Where you are wrong is that a decision by EMA is binding on all countries and there are no national drug approvals required in addition to EMA. There are reimbursement decisions take on a national or regional level and the generosity of funding varies dramatically from one part of Europe to the other. Germany, Austria, Netherlands, and the Nordic countries are well funded, most of the Southern / Mediterranean countries are very poorly funded, and the rest (UK, France) are somewhere in the middle. In some countries it is the state or provincial government that provides most of the healthcare funding so you can't even generalize within some countries. In Spain, for example, the local government in Madrid has historically has paid drug bills in 180 days while some of the outlying provinces can take up to 500 days to pay. Germans regularly pay their drug bills in 20 days. Europe remains a place on the map and not a unified system of government.
|
|
|
Post by zuegirdor on Oct 26, 2016 12:28:17 GMT -5
For anything like a filing with EU for a new drug approval, it is far more than paying the filing fee and submit the application, I would imagine you will need a team of dedicated people to prepare the filing to the best you can and coordinate with the approval authority (EU central and then on a national level, as necessary) on many issues. Yes, and no. A filing with the EU is not dissimilar to an FDA filing, but since the major drug authorities around the world have gone to the use of CTD (Common Technical Documents) the vast majority of the data that EMA will look at has already been prepared for FDA in the same format. There is some supplemental information required, but it is not too bad. Still, it is a committee driven process and it takes some people management to get it done.

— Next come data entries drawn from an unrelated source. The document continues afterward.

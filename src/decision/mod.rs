//! Deciding on every reset whether to stay in the bootloader or boot an application.
//!
//! The decision hinges on the reset cause and on a marker word that survives a warm reset:
//!
//! * A power-on reset always attempts the application.
//! * A warm reset with [`MAGIC`] in the marker is the second tap of a double tap, or a request by
//!   the application, and stays in the bootloader.
//! * Any other warm reset arms the marker for a short window, so a second reset within that window
//!   lands in the bootloader.
//!
//! No matter what, an application whose reset vector points outside of flash is never booted.

#[cfg(feature = "cortex_m")]
pub mod marker;

use crate::{
    Board, Config, ResetCause,
    fmt::{debug, info, warn},
    memory::MemoryView,
};

/// Stay in the bootloader on the next warm reset.
pub const MAGIC: u32 = 0xf016_69ef;

/// A quick-boot window is running; the next warm reset boots the application right away.
pub const MAGIC_QUICK_BOOT: u32 = 0xf026_69ef;

/// Word in memory that survives a warm reset, but not a power-on reset.
pub trait ResetMarker {
    fn read(&self) -> u32;

    /// Store `value` with a single word-sized write.
    fn write(&mut self, value: u32);

    fn clear(&mut self) {
        self.write(0);
    }
}

#[cfg_attr(feature = "defmt", derive(defmt::Format))]
#[derive(Clone, Copy, PartialEq, Eq, Debug)]
pub enum BootDecisionError {
    /// The reset handler of the application lies outside of `[app_start, flash_end]`.
    InvalidApplicationVector,
}

/// Why the bootloader keeps control.
#[cfg_attr(feature = "defmt", derive(defmt::Format))]
#[derive(Clone, Copy, PartialEq, Eq, Debug, serde::Serialize, serde::Deserialize)]
pub enum StayReason {
    InvalidApplicationVector,
    DoubleTap,
    /// No registered module passed validation.
    NoValidImage,
}

#[cfg_attr(feature = "defmt", derive(defmt::Format))]
#[derive(Clone, Copy, PartialEq, Eq, Debug)]
pub enum State {
    EvaluatingResetCause,
    /// Waiting for either USB enumeration or the tick counter passing `horizon`.
    ArmedQuickBoot { horizon: u32 },
    StayInBootloader(StayReason),
    ProceedToBoot,
}

#[cfg_attr(feature = "defmt", derive(defmt::Format))]
#[derive(Clone, Copy, PartialEq, Eq, Debug)]
pub enum Decision {
    StayInBootloader(StayReason),
    ProceedToBoot,
}

/// Sanity check of the application reset handler, found at `app_start + 4`.
pub fn check_application_vector(
    flash: &MemoryView<'_>,
    config: &Config,
) -> Result<u32, BootDecisionError> {
    let vector = config
        .app_start
        .checked_add(4)
        .and_then(|addr| flash.read_u32_at(addr))
        .ok_or(BootDecisionError::InvalidApplicationVector)?;

    if vector < config.app_start || vector > config.flash_end {
        return Err(BootDecisionError::InvalidApplicationVector);
    }

    Ok(vector)
}

/// State machine run once per reset.
pub struct DecisionMachine<'a, B: Board, M: ResetMarker> {
    config: &'a Config,
    board: &'a mut B,
    marker: &'a mut M,
    application_vector: Result<u32, BootDecisionError>,
    state: State,
}

impl<'a, B: Board, M: ResetMarker> DecisionMachine<'a, B, M> {
    pub fn new(
        config: &'a Config,
        board: &'a mut B,
        marker: &'a mut M,
        application_vector: Result<u32, BootDecisionError>,
    ) -> Self {
        Self {
            config,
            board,
            marker,
            application_vector,
            state: State::EvaluatingResetCause,
        }
    }

    pub fn state(&self) -> State {
        self.state
    }

    /// Perform a single transition, returning the new state.
    ///
    /// Terminal states are returned unchanged.
    pub async fn step(&mut self) -> State {
        let next = match self.state {
            State::EvaluatingResetCause => self.evaluate().await,
            State::ArmedQuickBoot { horizon } => self.poll_quick_boot(horizon).await,
            terminal => terminal,
        };

        if next != self.state {
            debug!("decision: {} -> {}", self.state, next);
        }
        self.state = next;
        next
    }

    /// Run until a terminal state is reached.
    pub async fn run(mut self) -> Decision {
        loop {
            match self.step().await {
                State::StayInBootloader(reason) => return Decision::StayInBootloader(reason),
                State::ProceedToBoot => return Decision::ProceedToBoot,
                _ => {}
            }
        }
    }

    async fn evaluate(&mut self) -> State {
        // Read exactly once; everything below depends on this value only.
        let marker = self.marker.read();
        let cause = self.board.reset_cause();

        debug!("reset cause {}, marker {=u32:#x}", cause, marker);

        if cause == ResetCause::PowerOn {
            self.marker.clear();
        }

        if let Err(error) = self.application_vector {
            warn!("application vector: {}", error);
            return State::StayInBootloader(StayReason::InvalidApplicationVector);
        }

        if cause == ResetCause::PowerOn {
            return State::ProceedToBoot;
        }

        if marker == MAGIC {
            self.marker.clear();
            info!("double tap, staying in bootloader");
            return State::StayInBootloader(StayReason::DoubleTap);
        }

        if self.config.quick_boot && marker != MAGIC_QUICK_BOOT {
            self.marker.write(MAGIC_QUICK_BOOT);
            let horizon = self
                .board
                .ticks()
                .wrapping_add(self.config.quick_boot_horizon);
            return State::ArmedQuickBoot { horizon };
        }

        if self.config.double_tap && marker != MAGIC_QUICK_BOOT {
            // A reset during this delay will find the marker set.
            self.marker.write(MAGIC);
            self.board.delay_ms(self.config.settle_delay_ms).await;
        }

        self.marker.clear();
        State::ProceedToBoot
    }

    async fn poll_quick_boot(&mut self, horizon: u32) -> State {
        // Whichever comes first, USB enumeration or the horizon, ends the window.
        let usb = self.board.is_usb_enumerated();
        if usb || self.board.ticks().wrapping_sub(horizon) as i32 >= 0 {
            if usb {
                info!("usb enumerated, leaving quick-boot window");
            }
            self.marker.clear();
            return State::ProceedToBoot;
        }

        self.board.delay_ms(1).await;
        State::ArmedQuickBoot { horizon }
    }
}

/// Run the decision state machine for this reset.
pub async fn decide<B: Board, M: ResetMarker>(
    config: &Config,
    flash: &MemoryView<'_>,
    board: &mut B,
    marker: &mut M,
) -> Decision {
    let application_vector = check_application_vector(flash, config);
    DecisionMachine::new(config, board, marker, application_vector)
        .run()
        .await
}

Where you are wrong is that a decision by EMA is binding on all countries and there are no national drug approvals required in addition to EMA. There are reimbursement decisions take on a national or regional level and the generosity of funding varies dramatically from one part of Europe to the other. Germany, Austria, Netherlands, and the Nordic countries are well funded, most of the Southern / Mediterranean countries are very poorly funded, and the rest (UK, France) are somewhere in the middle. In some countries it is the state or provincial government that provides most of the healthcare funding so you can't even generalize within some countries. In Spain, for example, the local government in Madrid has historically has paid drug bills in 180 days while some of the outlying provinces can take up to 500 days to pay. Germans regularly pay their drug bills in 20 days. Europe remains a place on the map and not a unified system of government.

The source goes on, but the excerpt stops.